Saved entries
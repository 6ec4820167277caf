// src/utils/logging.rs
use tracing_subscriber::{fmt, EnvFilter};

/// Sets up the logging framework using tracing_subscriber.
/// Reads log level filters from the `RUST_LOG` environment variable and falls
/// back to the given default when it is unset.
pub fn setup_logging(default_level: &str) {
    let filter = EnvFilter::try_from_default_env()
        .unwrap_or_else(|_| EnvFilter::new(default_level));

    fmt()
        .with_env_filter(filter)
        .with_writer(std::io::stderr) // keep stdout clean for the JSON export
        .init();

    tracing::debug!("Logging setup complete.");
}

» Work required
Once you have read the records above, set each one down again exactly.

» Response to this exercise
repository 6ec4820167277caf
// src/utils/logging.rs
use tracing_subscriber::{fmt, EnvFilter};

/// Sets up the logging framework using tracing_subscriber.
/// Reads log level filters from the `RUST_LOG` environment variable and falls
/// back to the given default when it is unset.
pub fn setup_logging(default_level: &str) {
    let filter = EnvFilter::try_from_default_env()
        .unwrap_or_else(|_| EnvFilter::new(default_level));

    fmt()
        .with_env_filter(filter)
        .with_writer(std::io::stderr) // keep stdout clean for the JSON export
        .init();

    tracing::debug!("Logging setup complete.");
}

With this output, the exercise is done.